- **ACTIVITY**
Copy every line from the records that holds the word "pushes".

- **ENTRIES PROVIDED**
[Start of Attachment]
//! # Metrics Module
//!
//! Prometheus metrics for monitoring the controller, organized by responsibility.
//!
//! ## Sub-modules
//!
//! - `registry` - Metrics registry setup, registration and text rendering
//! - `controller_metrics` - Per-resource reconciliation metrics, requeues, parsing errors
//! - `processing_metrics` - Repository checks and git operations

pub mod controller_metrics;
pub mod processing_metrics;
pub mod registry;

pub use controller_metrics::*;
pub use processing_metrics::*;
pub use registry::*;
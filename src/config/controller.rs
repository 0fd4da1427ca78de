//! # Controller Settings
//!
//! Watch scope, git workspace and error handling knobs.

use super::{env_var_opt, env_var_or_default};
use crate::constants::{
    DEFAULT_CONFLICT_REQUEUE_SECS, DEFAULT_ERROR_BACKOFF_MAX_MINUTES,
    DEFAULT_ERROR_BACKOFF_MIN_MINUTES, DEFAULT_GIT_BINARY,
};
use std::path::PathBuf;
use std::time::Duration;

/// Controller configuration
#[derive(Debug, Clone, PartialEq, Eq)]
pub struct ControllerConfig {
    /// Namespace to watch; all namespaces when `None`
    pub watch_namespace: Option<String>,
    /// Git executable used by the git porcelain
    pub git_binary: String,
    /// Parent directory for ephemeral checkouts; system temp dir when `None`
    pub workspace_dir: Option<PathBuf>,
    /// Requeue delay after a status write conflict (seconds)
    pub conflict_requeue_secs: u64,
    /// Fibonacci backoff lower bound (minutes)
    pub error_backoff_min_minutes: u64,
    /// Fibonacci backoff upper bound (minutes)
    pub error_backoff_max_minutes: u64,
}

impl Default for ControllerConfig {
    fn default() -> Self {
        Self {
            watch_namespace: None,
            git_binary: DEFAULT_GIT_BINARY.to_string(),
            workspace_dir: None,
            conflict_requeue_secs: DEFAULT_CONFLICT_REQUEUE_SECS,
            error_backoff_min_minutes: DEFAULT_ERROR_BACKOFF_MIN_MINUTES,
            error_backoff_max_minutes: DEFAULT_ERROR_BACKOFF_MAX_MINUTES,
        }
    }
}

impl ControllerConfig {
    /// Load configuration from environment variables with defaults
    pub fn from_env() -> Self {
        let min = env_var_or_default(
            "ERROR_BACKOFF_MIN_MINUTES",
            DEFAULT_ERROR_BACKOFF_MIN_MINUTES,
        )
        .max(1);
        let max = env_var_or_default(
            "ERROR_BACKOFF_MAX_MINUTES",
            DEFAULT_ERROR_BACKOFF_MAX_MINUTES,
        )
        .max(min);

        Self {
            watch_namespace: env_var_opt("WATCH_NAMESPACE"),
            git_binary: env_var_opt("GIT_BINARY").unwrap_or_else(|| DEFAULT_GIT_BINARY.to_string()),
            workspace_dir: env_var_opt("WORKSPACE_DIR").map(PathBuf::from),
            conflict_requeue_secs: env_var_or_default(
                "CONFLICT_REQUEUE_SECS",
                DEFAULT_CONFLICT_REQUEUE_SECS,
            ),
            error_backoff_min_minutes: min,
            error_backoff_max_minutes: max,
        }
    }

    pub fn conflict_requeue(&self) -> Duration {
        Duration::from_secs(self.conflict_requeue_secs)
    }
}
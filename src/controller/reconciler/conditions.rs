//! # Conditions
//!
//! Find-or-append condition updates with transition-time bookkeeping.

use crate::crd::Condition;
use chrono::{DateTime, SecondsFormat, Utc};

/// Merge `update` into `existing`
///
/// - same type and same status: reason/message overwritten, transition time kept
/// - same type, different status: transition time set to `now`
/// - type absent: appended with transition time `now`
///
/// At most one record per type survives; duplicates of the updated type are dropped.
pub fn upsert_condition(
    existing: &[Condition],
    mut update: Condition,
    now: DateTime<Utc>,
) -> Vec<Condition> {
    let stamp = now.to_rfc3339_opts(SecondsFormat::Secs, true);
    let previous = existing.iter().find(|c| c.r#type == update.r#type);

    update.last_transition_time = match previous {
        Some(prev) if prev.status == update.status => {
            prev.last_transition_time.clone().or(Some(stamp))
        }
        _ => Some(stamp),
    };

    let mut result = Vec::with_capacity(existing.len() + 1);
    let mut placed = false;
    for condition in existing {
        if condition.r#type != update.r#type {
            result.push(condition.clone());
        } else if !placed {
            result.push(update.clone());
            placed = true;
        }
    }
    if !placed {
        result.push(update);
    }
    result
}
//! # Test Fakes
//!
//! In-memory collaborators for driving the reconciler without a cluster,
//! a registry or a git remote.

#![allow(dead_code, reason = "each test binary uses a different subset of the fakes")]

use async_trait::async_trait;
use image_update_controller::config::ControllerConfig;
use image_update_controller::controller::reconciler::{
    DescriptorSource, FetchError, Reconciler, StatusError, StatusSink, StatusSnapshot,
};
use image_update_controller::crd::{
    EcrConfig, GitAuthConfig, GitConfig, ImageUpdateConfigSpec, ImageUpdateConfigStatus,
    RepositoryConfig, ResourceDescriptor, ResourceIdentity, UpdateTarget,
};
use image_update_controller::git::{CommitOutcome, GitError, GitPorcelain, WorkingCopy};
use image_update_controller::provider::{ResolveError, TagResolver};
use std::collections::BTreeMap;
use std::sync::atomic::{AtomicBool, AtomicUsize, Ordering};
use std::sync::{Arc, Mutex};

pub const DEPLOYMENT_YAML: &str = r"apiVersion: apps/v1
kind: Deployment
metadata:
  name: web
spec:
  replicas: 2
  template:
    spec:
      containers:
        - name: web
          image: docker.io/nginx:1.20
        - name: sidecar
          image: busybox:1.36
";

pub fn identity() -> ResourceIdentity {
    ResourceIdentity::new("default", "nginx")
}

pub fn target(file: &str, path: &str, image_tag_only: bool) -> UpdateTarget {
    UpdateTarget {
        file: file.to_string(),
        yaml_path: path.to_string(),
        image_tag_only,
    }
}

pub fn spec(targets: Vec<UpdateTarget>) -> ImageUpdateConfigSpec {
    ImageUpdateConfigSpec {
        repository: RepositoryConfig::Ecr(EcrConfig {
            region: "us-east-1".to_string(),
            repository_name: "nginx".to_string(),
            tag_filter: None,
            auth: None,
        }),
        git: GitConfig {
            repository: "https://github.com/example/deployments.git".to_string(),
            branch: "main".to_string(),
            auth: GitAuthConfig::default(),
            commit_message: None,
            email: "bot@example.com".to_string(),
            name: "Image Bot".to_string(),
        },
        update_targets: targets,
        check_interval: "5m".to_string(),
        disabled: false,
    }
}

pub fn descriptor(spec: ImageUpdateConfigSpec) -> ResourceDescriptor {
    ResourceDescriptor {
        identity: identity(),
        generation: Some(3),
        spec,
    }
}

/// Descriptor source holding at most one descriptor
#[derive(Default)]
pub struct FakeDescriptors {
    pub descriptor: Mutex<Option<ResourceDescriptor>>,
    pub fail: AtomicBool,
}

impl FakeDescriptors {
    pub fn with(descriptor: ResourceDescriptor) -> Self {
        Self {
            descriptor: Mutex::new(Some(descriptor)),
            fail: AtomicBool::new(false),
        }
    }
}

#[async_trait]
impl DescriptorSource for FakeDescriptors {
    async fn fetch(
        &self,
        identity: &ResourceIdentity,
    ) -> Result<Option<ResourceDescriptor>, FetchError> {
        if self.fail.load(Ordering::SeqCst) {
            return Err(FetchError::new(identity, "api server unavailable"));
        }
        Ok(self.descriptor.lock().unwrap().clone())
    }
}

/// Status sink with revision checking
///
/// Every successful write bumps the revision, so writing with a stale
/// snapshot fails with a conflict just like the API server would.
#[derive(Default)]
pub struct FakeStatus {
    pub current: Mutex<StatusSnapshot>,
    pub writes: Mutex<Vec<ImageUpdateConfigStatus>>,
    /// Bump the revision behind the reconciler's back on the next read
    pub race_next_read: AtomicBool,
}

impl FakeStatus {
    pub fn with(status: ImageUpdateConfigStatus) -> Self {
        Self {
            current: Mutex::new(StatusSnapshot {
                status,
                revision: Some("1".to_string()),
            }),
            ..Default::default()
        }
    }

    pub fn status(&self) -> ImageUpdateConfigStatus {
        self.current.lock().unwrap().status.clone()
    }

    pub fn write_count(&self) -> usize {
        self.writes.lock().unwrap().len()
    }

    fn bump(snapshot: &mut StatusSnapshot) {
        let next = snapshot
            .revision
            .as_deref()
            .and_then(|r| r.parse::<u64>().ok())
            .unwrap_or(0)
            + 1;
        snapshot.revision = Some(next.to_string());
    }
}

#[async_trait]
impl StatusSink for FakeStatus {
    async fn read(&self, _identity: &ResourceIdentity) -> Result<StatusSnapshot, StatusError> {
        let mut current = self.current.lock().unwrap();
        let snapshot = current.clone();
        if self.race_next_read.swap(false, Ordering::SeqCst) {
            Self::bump(&mut current);
        }
        Ok(snapshot)
    }

    async fn write(
        &self,
        identity: &ResourceIdentity,
        snapshot: &StatusSnapshot,
    ) -> Result<(), StatusError> {
        let mut current = self.current.lock().unwrap();
        if current.revision != snapshot.revision {
            return Err(StatusError::Conflict {
                identity: identity.to_string(),
            });
        }
        current.status = snapshot.status.clone();
        Self::bump(&mut current);
        self.writes.lock().unwrap().push(snapshot.status.clone());
        Ok(())
    }
}

/// Tag resolver answering with a fixed tag or error
pub struct FakeResolver {
    pub answer: Mutex<Result<String, String>>,
    pub calls: AtomicUsize,
}

impl FakeResolver {
    pub fn tag(tag: &str) -> Self {
        Self {
            answer: Mutex::new(Ok(tag.to_string())),
            calls: AtomicUsize::new(0),
        }
    }

    pub fn failing(message: &str) -> Self {
        Self {
            answer: Mutex::new(Err(message.to_string())),
            calls: AtomicUsize::new(0),
        }
    }

    pub fn calls(&self) -> usize {
        self.calls.load(Ordering::SeqCst)
    }
}

#[async_trait]
impl TagResolver for FakeResolver {
    async fn resolve_latest(
        &self,
        _namespace: &str,
        _repository: &RepositoryConfig,
    ) -> Result<String, ResolveError> {
        self.calls.fetch_add(1, Ordering::SeqCst);
        self.answer
            .lock()
            .unwrap()
            .clone()
            .map_err(ResolveError::Transient)
    }
}

/// Compare two YAML/JSON documents by value; re-emitting changes formatting
fn same_document(a: &str, b: &str) -> bool {
    match (
        serde_yaml::from_str::<serde_yaml::Value>(a),
        serde_yaml::from_str::<serde_yaml::Value>(b),
    ) {
        (Ok(a), Ok(b)) => a == b,
        _ => a == b,
    }
}

/// A push captured by [`FakeGit`]
#[derive(Debug, Clone)]
pub struct Push {
    pub message: String,
    pub files: BTreeMap<String, String>,
}

/// Git porcelain backed by temporary directories
///
/// A checkout is seeded with `files`; a push records the message and the
/// content of every seeded file at push time.
#[derive(Default)]
pub struct FakeGit {
    pub files: BTreeMap<String, String>,
    pub checkouts: AtomicUsize,
    pub releases: AtomicUsize,
    pub pushes: Mutex<Vec<Push>>,
    pub fail_checkout: AtomicBool,
    pub fail_push: AtomicBool,
    pub roots: Mutex<Vec<std::path::PathBuf>>,
}

impl FakeGit {
    pub fn with_file(name: &str, content: &str) -> Self {
        let mut files = BTreeMap::new();
        files.insert(name.to_string(), content.to_string());
        Self {
            files,
            ..Default::default()
        }
    }

    pub fn checkouts(&self) -> usize {
        self.checkouts.load(Ordering::SeqCst)
    }

    pub fn releases(&self) -> usize {
        self.releases.load(Ordering::SeqCst)
    }

    pub fn pushes(&self) -> Vec<Push> {
        self.pushes.lock().unwrap().clone()
    }
}

#[async_trait]
impl GitPorcelain for FakeGit {
    async fn checkout(&self, _namespace: &str, git: &GitConfig) -> Result<WorkingCopy, GitError> {
        self.checkouts.fetch_add(1, Ordering::SeqCst);
        if self.fail_checkout.load(Ordering::SeqCst) {
            return Err(GitError::Command {
                operation: "clone",
                message: "repository not found".to_string(),
            });
        }
        let dir = tempfile::tempdir().map_err(GitError::Workspace)?;
        for (name, content) in &self.files {
            let path = dir.path().join(name);
            if let Some(parent) = path.parent() {
                std::fs::create_dir_all(parent).map_err(GitError::Workspace)?;
            }
            std::fs::write(&path, content).map_err(GitError::Workspace)?;
        }
        self.roots.lock().unwrap().push(dir.path().to_path_buf());
        Ok(WorkingCopy::new(dir, git.repository.clone(), git.branch.clone()))
    }

    async fn commit_and_push(
        &self,
        copy: &WorkingCopy,
        message: &str,
    ) -> Result<CommitOutcome, GitError> {
        if self.fail_push.load(Ordering::SeqCst) {
            return Err(GitError::Command {
                operation: "push",
                message: "rejected: non-fast-forward".to_string(),
            });
        }
        let mut files = BTreeMap::new();
        let mut changed = false;
        for (name, original) in &self.files {
            let content =
                std::fs::read_to_string(copy.root().join(name)).map_err(GitError::Workspace)?;
            changed |= !same_document(&content, original);
            files.insert(name.clone(), content);
        }
        if !changed {
            return Ok(CommitOutcome::NothingToCommit);
        }
        self.pushes.lock().unwrap().push(Push {
            message: message.to_string(),
            files,
        });
        Ok(CommitOutcome::Pushed)
    }

    fn release(&self, copy: WorkingCopy) {
        self.releases.fetch_add(1, Ordering::SeqCst);
        copy.release();
    }
}

/// The fakes wired into a reconciler
pub struct Harness {
    pub descriptors: Arc<FakeDescriptors>,
    pub status: Arc<FakeStatus>,
    pub resolver: Arc<FakeResolver>,
    pub git: Arc<FakeGit>,
    pub reconciler: Reconciler,
}

impl Harness {
    pub fn new(
        descriptors: FakeDescriptors,
        status: FakeStatus,
        resolver: FakeResolver,
        git: FakeGit,
    ) -> Self {
        let descriptors = Arc::new(descriptors);
        let status = Arc::new(status);
        let resolver = Arc::new(resolver);
        let git = Arc::new(git);
        let reconciler = Reconciler::new(
            Arc::<FakeDescriptors>::clone(&descriptors),
            Arc::<FakeStatus>::clone(&status),
            Arc::<FakeResolver>::clone(&resolver),
            Arc::<FakeGit>::clone(&git),
            ControllerConfig::default(),
        );
        Self {
            descriptors,
            status,
            resolver,
            git,
            reconciler,
        }
    }
}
[End of Attachment]
- **EXPECTED ANSWER**
    pub pushes: Mutex<Vec<Push>>,
    pub fn pushes(&self) -> Vec<Push> {
        self.pushes.lock().unwrap().clone()
        self.pushes.lock().unwrap().push(Push {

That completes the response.